Premium
Efficient inhibition of macrophage TNF‐α production upon targeted delivery of K48R ubiquitin
Author(s) -
ANTONELLI ANTONELLA,
CRINELLI RITA,
BIANCHI MARZIA,
CERASI AURORA,
GENTILINI LUCIA,
SERAFINI GIORDANO,
MAGNANI MAURO
Publication year - 1999
Publication title -
british journal of haematology
Language(s) - English
Resource type - Journals
SCImago Journal Rank - 1.907
H-Index - 186
eISSN - 1365-2141
pISSN - 0007-1048
DOI - 10.1046/j.1365-2141.1999.01202.x
Subject(s) - ubiquitin , lipopolysaccharide , tumor necrosis factor alpha , macrophage , chemistry , microbiology and biotechnology , intracellular , transfection , stimulation , recombinant dna , biology , biochemistry , in vitro , immunology , gene , endocrinology
K48R ubiquitin (K48R‐Ub) is an analogue of native ubiquitin that does not form polyubiquitin chain conjugates. Targeted delivery of this recombinant mutant ubiquitin to human macrophages results in an intracellular increase in the ubiquitin analogue. IkBα polyubiquitination and degradation were significantly inhibited in K48R‐Ub targeted macrophages upon stimulation with lipopolysaccharide.
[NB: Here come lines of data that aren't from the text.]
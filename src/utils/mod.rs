//! Small helpers shared across the crate

pub mod helper;
use std::sync::Arc;

use tokio::sync::Mutex;
use tracing::{info, warn};

use crate::error::{LedgerError, WalletError};
use crate::models::ledger::DemoLedger;
use crate::models::transaction::{SentTransaction, TransactionRequest};
use crate::traits::wallet_connector::WalletConnector;
use crate::tracker::balance_poller::BalancePoller;
use crate::utils::helper::ton_to_nano;

/// Outcome of a deposit
#[derive(Debug, Clone, PartialEq)]
pub struct DepositReceipt {
    pub amount: f64,
    pub cashback: f64,
    /// `None` for demo deposits made without a connected wallet
    pub transaction: Option<SentTransaction>,
}

impl DepositReceipt {
    pub fn is_demo(&self) -> bool {
        self.transaction.is_none()
    }
}

/// Dashboard session: a wallet connection, its balance poller and the demo ledger
pub struct WalletSession {
    connector: Arc<dyn WalletConnector>,
    poller: Arc<BalancePoller>,
    ledger: Mutex<DemoLedger>,
    contract_address: String,
}

impl WalletSession {
    pub fn new(
        connector: Arc<dyn WalletConnector>,
        poller: Arc<BalancePoller>,
        ledger: DemoLedger,
        contract_address: impl Into<String>,
    ) -> Self {
        Self {
            connector,
            poller,
            ledger: Mutex::new(ledger),
            contract_address: contract_address.into(),
        }
    }

    pub fn poller(&self) -> &Arc<BalancePoller> {
        &self.poller
    }

    pub fn is_connected(&self) -> bool {
        self.connector.is_connected()
    }

    pub async fn ledger(&self) -> DemoLedger {
        self.ledger.lock().await.clone()
    }

    pub async fn connect(&self) -> Result<(), WalletError> {
        self.connector.connect().await?;
        self.sync_address().await;
        Ok(())
    }

    pub async fn disconnect(&self) -> Result<(), WalletError> {
        self.connector.disconnect().await?;
        self.sync_address().await;
        Ok(())
    }

    /// Point the poller at whatever address the wallet currently reports
    pub async fn sync_address(&self) {
        let address = if self.connector.is_connected() {
            self.connector.friendly_address()
        } else {
            None
        };
        self.poller.set_address(address).await;
    }

    /// Deposit `amount` TON into the contract
    ///
    /// With a wallet connected the transfer is sent for signing first and the
    /// on-chain balance is refreshed afterwards. Without one the deposit is
    /// only simulated.
    pub async fn deposit(&self, amount: f64) -> Result<DepositReceipt, LedgerError> {
        self.ledger.lock().await.check_deposit(amount)?;

        let transaction = if self.connector.is_connected() {
            let request = TransactionRequest::single(
                self.contract_address.clone(),
                ton_to_nano(amount).to_string(),
                None,
            );
            let sent = self.connector.send_transaction(request).await.map_err(|e| {
                warn!("Deposit of {} TON failed: {}", amount, e);
                e
            })?;
            Some(sent)
        } else {
            None
        };

        let cashback = self.ledger.lock().await.deposit(amount)?;

        if transaction.is_some() {
            info!("Deposited {} TON, sent to wallet for confirmation", amount);
            self.poller.refetch().await;
        } else {
            info!("Deposited {} TON (demo), +{:.4} TON cashback", amount, cashback);
        }

        Ok(DepositReceipt {
            amount,
            cashback,
            transaction,
        })
    }

    pub async fn withdraw(&self, amount: f64) -> Result<(), LedgerError> {
        let mut ledger = self.ledger.lock().await;
        ledger.withdraw(amount)?;

        if self.connector.is_connected() {
            info!("Withdrawal request for {} TON sent, waiting for wallet confirmation", amount);
        } else {
            info!("Withdrawn {} TON (demo)", amount);
        }
        Ok(())
    }

    /// Move accumulated cashback into the balance; needs a connected wallet
    pub async fn claim_cashback(&self) -> Result<f64, LedgerError> {
        let mut ledger = self.ledger.lock().await;
        if ledger.cashback_balance <= 0.0 {
            return Err(LedgerError::NoCashback);
        }
        if !self.connector.is_connected() {
            return Err(LedgerError::NotConnected);
        }

        let claimed = ledger.claim_cashback()?;
        info!("Claimed {:.4} TON cashback", claimed);
        Ok(claimed)
    }
}

#[cfg(test)]
mod tests {
    use super::*;
    use std::time::Duration;

    use crate::providers::local_wallet::LocalWalletConnector;
    use crate::test_support::{FakeBalanceSource, RecordingHandler};
    use crate::traits::wallet_connector::MockWalletConnector;

    const CONTRACT: &str = "EQContract";

    fn session_with(
        connector: Arc<dyn WalletConnector>,
        source: Arc<FakeBalanceSource>,
    ) -> WalletSession {
        let poller = Arc::new(BalancePoller::new(source, Arc::new(RecordingHandler::default())));
        WalletSession::new(connector, poller, DemoLedger::default(), CONTRACT)
    }

    fn approx(a: f64, b: f64) -> bool {
        (a - b).abs() < 1e-9
    }

    #[tokio::test(start_paused = true)]
    async fn connect_starts_polling_and_disconnect_resets() {
        let source = Arc::new(FakeBalanceSource::ok("2500000000"));
        let wallet = Arc::new(LocalWalletConnector::new("EQAbc", "Local"));
        let session = session_with(wallet, source.clone());

        session.connect().await.unwrap();
        assert!(session.poller().is_polling().await);
        assert_eq!(session.poller().state().await.balance_major_units(), 2.5);
        assert_eq!(source.addresses(), vec!["EQAbc".to_string()]);

        session.disconnect().await.unwrap();
        assert!(!session.poller().is_polling().await);
        assert_eq!(session.poller().state().await.balance_major_units(), 0.0);

        tokio::time::sleep(Duration::from_secs(90)).await;
        assert_eq!(source.calls(), 1);
    }

    #[tokio::test(start_paused = true)]
    async fn connected_deposit_sends_transaction_and_refetches() {
        let source = Arc::new(FakeBalanceSource::ok("1000000000"));
        let mut mock = MockWalletConnector::new();
        mock.expect_is_connected().return_const(true);
        mock.expect_friendly_address().return_const(Some("EQAbc".to_string()));
        mock.expect_connect().times(1).returning(|| Ok(()));
        mock.expect_send_transaction()
            .withf(|request| {
                request.messages.len() == 1
                    && request.messages[0].address == CONTRACT
                    && request.messages[0].amount == "1500000000"
            })
            .times(1)
            .returning(|_| Ok(SentTransaction { boc: "te6cc".to_string() }));

        let session = session_with(Arc::new(mock), source.clone());
        session.connect().await.unwrap();

        let receipt = session.deposit(1.5).await.unwrap();
        assert!(!receipt.is_demo());
        assert!(approx(receipt.cashback, 0.03));
        assert!(approx(session.ledger().await.balance, 14.0));
        assert_eq!(source.calls(), 2);
    }

    #[tokio::test]
    async fn rejected_deposit_leaves_ledger_alone() {
        let source = Arc::new(FakeBalanceSource::ok("0"));
        let mut mock = MockWalletConnector::new();
        mock.expect_is_connected().return_const(true);
        mock.expect_send_transaction()
            .returning(|_| Err(WalletError::Rejected("user declined".to_string())));

        let session = session_with(Arc::new(mock), source.clone());
        let before = session.ledger().await;

        let err = session.deposit(1.0).await.unwrap_err();
        assert_eq!(err, LedgerError::Wallet(WalletError::Rejected("user declined".to_string())));
        assert_eq!(session.ledger().await, before);
        assert_eq!(source.calls(), 0);
    }

    #[tokio::test]
    async fn demo_deposit_without_wallet() {
        let source = Arc::new(FakeBalanceSource::ok("0"));
        let mut mock = MockWalletConnector::new();
        mock.expect_is_connected().return_const(false);
        mock.expect_send_transaction().times(0);

        let session = session_with(Arc::new(mock), source.clone());
        let receipt = session.deposit(10.0).await.unwrap();

        assert!(receipt.is_demo());
        assert!(approx(receipt.cashback, 0.2));
        let ledger = session.ledger().await;
        assert!(approx(ledger.balance, 22.5));
        assert!(approx(ledger.cashback_balance, 0.45));
        assert_eq!(source.calls(), 0);
    }

    #[tokio::test]
    async fn invalid_deposit_never_reaches_wallet() {
        let mut mock = MockWalletConnector::new();
        mock.expect_is_connected().return_const(true);
        mock.expect_send_transaction().times(0);

        let session = session_with(Arc::new(mock), Arc::new(FakeBalanceSource::ok("0")));
        assert_eq!(session.deposit(0.0).await, Err(LedgerError::InvalidAmount));
    }

    #[tokio::test]
    async fn withdraw_checks_balance() {
        let mut mock = MockWalletConnector::new();
        mock.expect_is_connected().return_const(false);

        let session = session_with(Arc::new(mock), Arc::new(FakeBalanceSource::ok("0")));
        assert_eq!(session.withdraw(20.0).await, Err(LedgerError::InsufficientBalance));

        session.withdraw(2.5).await.unwrap();
        let ledger = session.ledger().await;
        assert!(approx(ledger.balance, 10.0));
        assert!(approx(ledger.total_withdrawals, 40.0));
    }

    #[tokio::test]
    async fn claim_needs_connection() {
        let mut mock = MockWalletConnector::new();
        mock.expect_is_connected().return_const(false);

        let session = session_with(Arc::new(mock), Arc::new(FakeBalanceSource::ok("0")));
        assert_eq!(session.claim_cashback().await, Err(LedgerError::NotConnected));
        assert!(approx(session.ledger().await.cashback_balance, 0.25));
    }

    #[tokio::test]
    async fn claim_when_connected() {
        let mut mock = MockWalletConnector::new();
        mock.expect_is_connected().return_const(true);

        let session = session_with(Arc::new(mock), Arc::new(FakeBalanceSource::ok("0")));
        let claimed = session.claim_cashback().await.unwrap();

        assert!(approx(claimed, 0.25));
        assert!(approx(session.ledger().await.balance, 12.75));
        assert_eq!(session.claim_cashback().await, Err(LedgerError::NoCashback));
    }
}
use serde::Serialize;

use crate::utils::helper::nano_to_ton;

/// Last successfully retrieved balance for one address
#[derive(Debug, Clone, PartialEq, Serialize)]
pub struct BalanceSnapshot {
    /// Balance in TON
    pub balance: f64,
    /// Balance in nanoTON, as returned by the API
    pub balance_nano: String,
    /// Unix millis of the fetch, `None` if never fetched
    pub fetched_at: Option<i64>,
}

impl BalanceSnapshot {
    /// Build a snapshot from a raw nanoTON amount
    pub fn from_nano(balance_nano: String, nano: u128, fetched_at: i64) -> Self {
        Self {
            balance: nano_to_ton(nano),
            balance_nano,
            fetched_at: Some(fetched_at),
        }
    }
}

impl Default for BalanceSnapshot {
    fn default() -> Self {
        Self {
            balance: 0.0,
            balance_nano: "0".to_string(),
            fetched_at: None,
        }
    }
}

/// Transient request lifecycle
#[derive(Debug, Clone, Default, PartialEq, Serialize)]
pub struct FetchState {
    pub is_loading: bool,
    pub last_error: Option<String>,
}

/// Everything a subscriber sees about one address
#[derive(Debug, Clone, Default, PartialEq, Serialize)]
pub struct BalanceState {
    pub snapshot: BalanceSnapshot,
    pub fetch: FetchState,
}

impl BalanceState {
    pub fn balance_major_units(&self) -> f64 {
        self.snapshot.balance
    }

    pub fn balance_minor_units_raw(&self) -> &str {
        &self.snapshot.balance_nano
    }

    pub fn is_loading(&self) -> bool {
        self.fetch.is_loading
    }

    pub fn last_error(&self) -> Option<&str> {
        self.fetch.last_error.as_deref()
    }

    pub fn last_updated_epoch_millis(&self) -> Option<i64> {
        self.snapshot.fetched_at
    }

    /// Drop back to the "no wallet" state
    pub(crate) fn reset(&mut self) {
        self.snapshot = BalanceSnapshot::default();
        self.fetch = FetchState::default();
    }

    pub(crate) fn begin_loading(&mut self) {
        self.fetch.is_loading = true;
        self.fetch.last_error = None;
    }

    /// Replace the snapshot and clear the error in one step
    pub(crate) fn apply_success(&mut self, snapshot: BalanceSnapshot, still_loading: bool) {
        self.snapshot = snapshot;
        self.fetch = FetchState {
            is_loading: still_loading,
            last_error: None,
        };
    }

    /// Record a failure, leaving the last good snapshot untouched
    pub(crate) fn apply_failure(&mut self, message: String, still_loading: bool) {
        self.fetch = FetchState {
            is_loading: still_loading,
            last_error: Some(message),
        };
    }
}

#[cfg(test)]
mod tests {
    use super::*;

    #[test]
    fn default_state_is_empty() {
        let state = BalanceState::default();
        assert_eq!(state.balance_major_units(), 0.0);
        assert_eq!(state.balance_minor_units_raw(), "0");
        assert!(!state.is_loading());
        assert!(state.last_error().is_none());
        assert!(state.last_updated_epoch_millis().is_none());
    }

    #[test]
    fn failure_keeps_previous_snapshot() {
        let mut state = BalanceState::default();
        state.apply_success(BalanceSnapshot::from_nano("1500000000".into(), 1_500_000_000, 42), false);
        state.begin_loading();
        state.apply_failure("API error: 502".into(), false);

        assert_eq!(state.balance_major_units(), 1.5);
        assert_eq!(state.last_updated_epoch_millis(), Some(42));
        assert_eq!(state.last_error(), Some("API error: 502"));
        assert!(!state.is_loading());
    }

    #[test]
    fn reset_clears_error_and_balance() {
        let mut state = BalanceState::default();
        state.apply_success(BalanceSnapshot::from_nano("7".into(), 7, 1), false);
        state.apply_failure("boom".into(), true);
        state.reset();
        assert_eq!(state, BalanceState::default());
    }
}
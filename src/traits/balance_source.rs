use async_trait::async_trait;

use crate::error::BalanceError;
use crate::models::address::AddressInfo;

/// Core trait for reading account data from the network
#[async_trait]
pub trait BalanceSource: Send + Sync {
    /// Fetch the balance of an address as a nanoTON integer string
    async fn fetch_balance(&self, address: &str) -> Result<String, BalanceError>;

    /// Fetch account state and last transaction for an address
    async fn fetch_address_info(&self, address: &str) -> Result<AddressInfo, BalanceError>;
}
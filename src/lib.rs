//! Carrom Core - board simulation for the game of carrom
//!
//! Core modules:
//! - `sim`: Deterministic simulation (disk physics, pockets, shot prediction, match phases)
//! - `rules`: Turn/rule engine (fouls, dues, queen cover, scoring, board/match end)
//! - `aiming`: Pointer-driven aim and striker positioning
//! - `ai`: Heuristic computer opponent
//! - `config`: Board geometry and tuning, overridable from JSON
//! - `settings`: Player preferences

pub mod ai;
pub mod aiming;
pub mod config;
pub mod error;
pub mod rules;
pub mod settings;
pub mod sim;

pub use config::GameConfig;
pub use error::Error;
pub use settings::{Difficulty, Settings};

use glam::DVec2;

/// Default tuning constants for the classic 900-unit board
pub mod consts {
    /// Fixed simulation rate (120 Hz)
    pub const SIM_RATE_HZ: f64 = 120.0;
    /// Fixed simulation timestep
    pub const SIM_DT: f64 = 1.0 / SIM_RATE_HZ;
    /// Maximum substeps per frame to prevent spiral of death
    pub const MAX_SUBSTEPS: u32 = 10;
    /// Longest real frame time fed into the accumulator (seconds)
    pub const MAX_FRAME_TIME: f64 = 0.25;

    /// Board virtual size and its center
    pub const BOARD_SIZE: f64 = 900.0;
    pub const BOARD_CENTER: f64 = BOARD_SIZE / 2.0;
    /// Playing surface edges
    pub const BOUNDS_MIN: f64 = 90.0;
    pub const BOUNDS_MAX: f64 = 810.0;
    /// Pocket centers sit this far from the board center on each axis
    pub const POCKET_OFFSET: f64 = 345.0;
    pub const POCKET_TRIGGER_RADIUS: f64 = 32.0;
    /// Baseline rails (inner and outer line distance from center)
    pub const INNER_BASE: f64 = 235.0;
    pub const OUTER_BASE: f64 = 265.0;

    /// Carrom men and queen
    pub const PIECE_RADIUS: f64 = 18.0;
    pub const PIECE_MASS: f64 = 1.0;
    pub const PIECE_RESTITUTION: f64 = 0.88;
    /// Striker
    pub const STRIKER_RADIUS: f64 = 24.0;
    pub const STRIKER_MASS: f64 = 2.85;
    pub const STRIKER_RESTITUTION: f64 = 0.85;
    /// Cushion bounce
    pub const WALL_RESTITUTION: f64 = 0.80;

    /// Per-tick velocity retention at the 120 Hz reference rate
    pub const FRICTION_BASE: f64 = 0.985;
    /// Bodies slower than this (squared, units²/s²) are put to sleep
    pub const SLEEP_SPEED_SQ: f64 = 0.09;
    pub const SOLVER_ITERATIONS: u32 = 20;
    pub const POSITION_CORRECTION: f64 = 0.8;
    pub const PENETRATION_SLOP: f64 = 0.01;
    /// Minimum impulse reported as a collision event
    pub const COLLISION_EVENT_THRESHOLD: f64 = 0.5;

    /// Match ends when any player reaches this score
    pub const WINNING_SCORE: u32 = 150;
}

/// Point on the segment `a..b` closest to `p`
#[inline]
pub fn closest_point_on_segment(p: DVec2, a: DVec2, b: DVec2) -> DVec2 {
    let ab = b - a;
    let len_sq = ab.length_squared();
    if len_sq < 1e-12 {
        return a;
    }
    let t = ((p - a).dot(ab) / len_sq).clamp(0.0, 1.0);
    a + ab * t
}

/// Heading of a vector in degrees, normalized to [0, 360)
#[inline]
pub fn heading_degrees(v: DVec2) -> f64 {
    let deg = v.y.atan2(v.x).to_degrees();
    if deg < 0.0 { deg + 360.0 } else { deg }
}
//! Deterministic simulation module
//!
//! Board physics and match flow. This module must stay deterministic:
//! - Fixed timestep only
//! - Stable iteration order (insertion order of the body list)
//! - No rendering, audio or platform dependencies

pub mod body;
pub mod collision;
pub mod events;
pub mod pocket;
pub mod predictor;
pub mod setup;
pub mod state;
pub mod tick;
pub mod world;

pub use body::{BodyId, BodyKind, PieceColor, PocketedPiece, RigidBody};
pub use collision::{Contact, circle_contact, reflect_velocity, resolve_pair};
pub use events::{CollisionKind, EventQueue, GameEvent};
pub use pocket::PocketDetector;
pub use predictor::{Prediction, ShotPredictor};
pub use setup::{PIECES_PER_COLOR, arrange_standard};
pub use state::{Game, GamePhase};
pub use tick::{FrameClock, tick};
pub use world::PhysicsWorld;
The ability to reduce IkBα degradation was also associated with a reduced production of TNF‐α, the gene of which is under NF‐kB control. At a concentration of 0.1 μ M , dexamethasone was less effective than K48R‐Ub in preventing IkBα depletion and TNF‐α release. These data suggest that ubiquitin analogues are potent suppressors of TNF‐α release in macrophages.